Battle between Good and Evil:

  • Magic and the supernatural in ‘Doctor Faustus’ derive from mythology and religious beliefs, whether it be pagan, Catholicism, and Christianity; “And pray devoutly to the prince of hell” the ironic language here puts ‘good’ religion against the ‘evil’ in religion, Marlowe constantly contrasts good and evil elements to represent Faustus’ inner battle between repenting and using dark magic.
  • The ‘Good Angel and ‘Evil Angel’ appear in scene 5 when Faustus rejects God and his religious beliefs; “Despair in God, and trust in Beelzebub” however, the use of caesura adds an element of doubt, as though Faustus is not completely sure to keep his deal with Lucifer. The good and evil angel appear as Faustus’ conflicting thoughts “Sweet Faustus think of heaven” versus “No Faustus, think of honour and of wealth”. 

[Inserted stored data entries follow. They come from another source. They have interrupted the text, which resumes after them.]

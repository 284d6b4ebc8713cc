use opencv::{
    core::{self, Size},
    imgproc,
    prelude::*,
};

/// Foreground pixels differ from the background model by more than this on the grey scale.
pub const DEFAULT_THRESHOLD: f64 = 50.0;

/// Filtering applied to every frame before any further processing: a 5x5 median blur followed by
/// a 5x5 Gaussian blur.
pub fn denoise(frame: &Mat) -> opencv::Result<Mat> {
    let mut median = Mat::default();
    imgproc::median_blur(frame, &mut median, 5)?;
    let mut blurred = Mat::default();
    imgproc::gaussian_blur_def(&median, &mut blurred, Size::new(5, 5), 0.0)?;
    Ok(blurred)
}

/// Separates moving foreground from a static background by frame differencing.
///
/// The background model is a running average over the first `avg_frames` frames passed to
/// [`BackgroundSubtractor::foreground`]:
/// `model = frame * alpha + model * (1 - alpha)` with `alpha = 1 / avg_frames`. After that the
/// model is frozen.
pub struct BackgroundSubtractor {
    /// Running average in `CV_32F` depth
    model: Mat,
    avg_frames: u32,
    updates: u32,
    threshold: f64,
}

impl BackgroundSubtractor {
    pub fn new(first_frame: &Mat) -> opencv::Result<Self> {
        Self::with_params(first_frame, 1, DEFAULT_THRESHOLD)
    }

    pub fn with_params(first_frame: &Mat, avg_frames: u32, threshold: f64) -> opencv::Result<Self> {
        let mut model = Mat::default();
        first_frame.convert_to(&mut model, core::CV_32F, 1.0, 0.0)?;
        Ok(Self {
            model,
            avg_frames: avg_frames.max(1),
            updates: 0,
            threshold,
        })
    }

    /// Absolute per-channel difference between the background model and `frame`.
    pub fn foreground(&mut self, frame: &Mat) -> opencv::Result<Mat> {
        if self.updates < self.avg_frames {
            let alpha = 1.0 / self.avg_frames as f64;
            let mut frame_f = Mat::default();
            frame.convert_to(&mut frame_f, core::CV_32F, 1.0, 0.0)?;
            let mut blended = Mat::default();
            core::add_weighted(&frame_f, alpha, &self.model, 1.0 - alpha, 0.0, &mut blended, -1)?;
            self.model = blended;
        }
        self.updates = self.updates.saturating_add(1);

        let mut model_u8 = Mat::default();
        self.model.convert_to(&mut model_u8, core::CV_8U, 1.0, 0.0)?;
        let mut diff = Mat::default();
        core::absdiff(&model_u8, frame, &mut diff)?;
        Ok(diff)
    }

    /// A 3-channel mask that is white where `frame` belongs to the foreground and black elsewhere.
    pub fn foreground_mask(&mut self, frame: &Mat) -> opencv::Result<Mat> {
        let diff = self.foreground(frame)?;
        let mut gray = Mat::default();
        imgproc::cvt_color_def(&diff, &mut gray, imgproc::COLOR_BGR2GRAY)?;
        let mut mask = Mat::default();
        imgproc::threshold(&gray, &mut mask, self.threshold, 255.0, imgproc::THRESH_BINARY)?;
        let mut mask_bgr = Mat::default();
        imgproc::cvt_color_def(&mask, &mut mask_bgr, imgproc::COLOR_GRAY2BGR)?;
        Ok(mask_bgr)
    }
}

/// Keep the masked part of `frame` and fill the rest with `background`, which is scaled to the
/// frame's size.
pub fn replace_background(frame: &Mat, mask: &Mat, background: &Mat) -> opencv::Result<Mat> {
    let mut scaled = Mat::default();
    imgproc::resize(
        background,
        &mut scaled,
        frame.size()?,
        0.0,
        0.0,
        imgproc::INTER_LINEAR,
    )?;

    let mut foreground = Mat::default();
    core::bitwise_and_def(frame, mask, &mut foreground)?;
    let mut inverted = Mat::default();
    core::bitwise_not_def(mask, &mut inverted)?;
    let mut remaining = Mat::default();
    core::bitwise_and_def(&scaled, &inverted, &mut remaining)?;

    let mut composed = Mat::default();
    core::add_def(&foreground, &remaining, &mut composed)?;
    Ok(composed)
}

#[cfg(test)]
mod tests {
    use super::*;
    use opencv::core::{CV_8UC3, Rect, Scalar, Vec3b};

    fn uniform_frame(value: f64) -> Mat {
        Mat::new_rows_cols_with_default(8, 8, CV_8UC3, Scalar::all(value)).unwrap()
    }

    #[test]
    fn test_foreground_mask() {
        let background = uniform_frame(10.0);
        let mut subtractor = BackgroundSubtractor::new(&background).unwrap();
        // the first frame seeds the model
        let mask = subtractor.foreground_mask(&background).unwrap();
        assert_eq!(core::sum_elems(&mask).unwrap().0[0], 0.0);

        let mut frame = uniform_frame(10.0);
        imgproc::rectangle(
            &mut frame,
            Rect::new(2, 2, 3, 3),
            Scalar::all(200.0),
            imgproc::FILLED,
            imgproc::LINE_8,
            0,
        )
        .unwrap();
        let mask = subtractor.foreground_mask(&frame).unwrap();
        assert_eq!(mask.at_2d::<Vec3b>(3, 3).unwrap().0, [255, 255, 255]);
        assert_eq!(mask.at_2d::<Vec3b>(0, 0).unwrap().0, [0, 0, 0]);
        assert_eq!(mask.at_2d::<Vec3b>(7, 7).unwrap().0, [0, 0, 0]);
    }

    #[test]
    fn test_small_changes_stay_background() {
        let background = uniform_frame(100.0);
        let mut subtractor = BackgroundSubtractor::new(&background).unwrap();
        subtractor.foreground_mask(&background).unwrap();
        let mask = subtractor.foreground_mask(&uniform_frame(130.0)).unwrap();
        assert_eq!(core::sum_elems(&mask).unwrap().0[0], 0.0);
    }

    #[test]
    fn test_replace_background() {
        let frame = uniform_frame(200.0);
        let mut mask = uniform_frame(0.0);
        imgproc::rectangle(
            &mut mask,
            Rect::new(0, 0, 4, 8),
            Scalar::all(255.0),
            imgproc::FILLED,
            imgproc::LINE_8,
            0,
        )
        .unwrap();
        let background = Mat::new_rows_cols_with_default(4, 4, CV_8UC3, Scalar::all(50.0)).unwrap();
        let composed = replace_background(&frame, &mask, &background).unwrap();
        assert_eq!(composed.size().unwrap(), Size::new(8, 8));
        assert_eq!(composed.at_2d::<Vec3b>(3, 1).unwrap().0, [200, 200, 200]);
        assert_eq!(composed.at_2d::<Vec3b>(3, 6).unwrap().0, [50, 50, 50]);
    }
}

  • Moreover, when Faustus begins to think about repenting, devils and the angels would always appear to persuade Faustus; “Ah Christ my saviour seek to save distressed Faustus’ soul” as Faustus begins to repent, Lucifer appears and says, “Christ cannot save thy soul, for he just” This paradox tells Faustus why he can’t be saved for “he is just”, furthermore cementing that Faustus is doomed to be damned, and has no free will.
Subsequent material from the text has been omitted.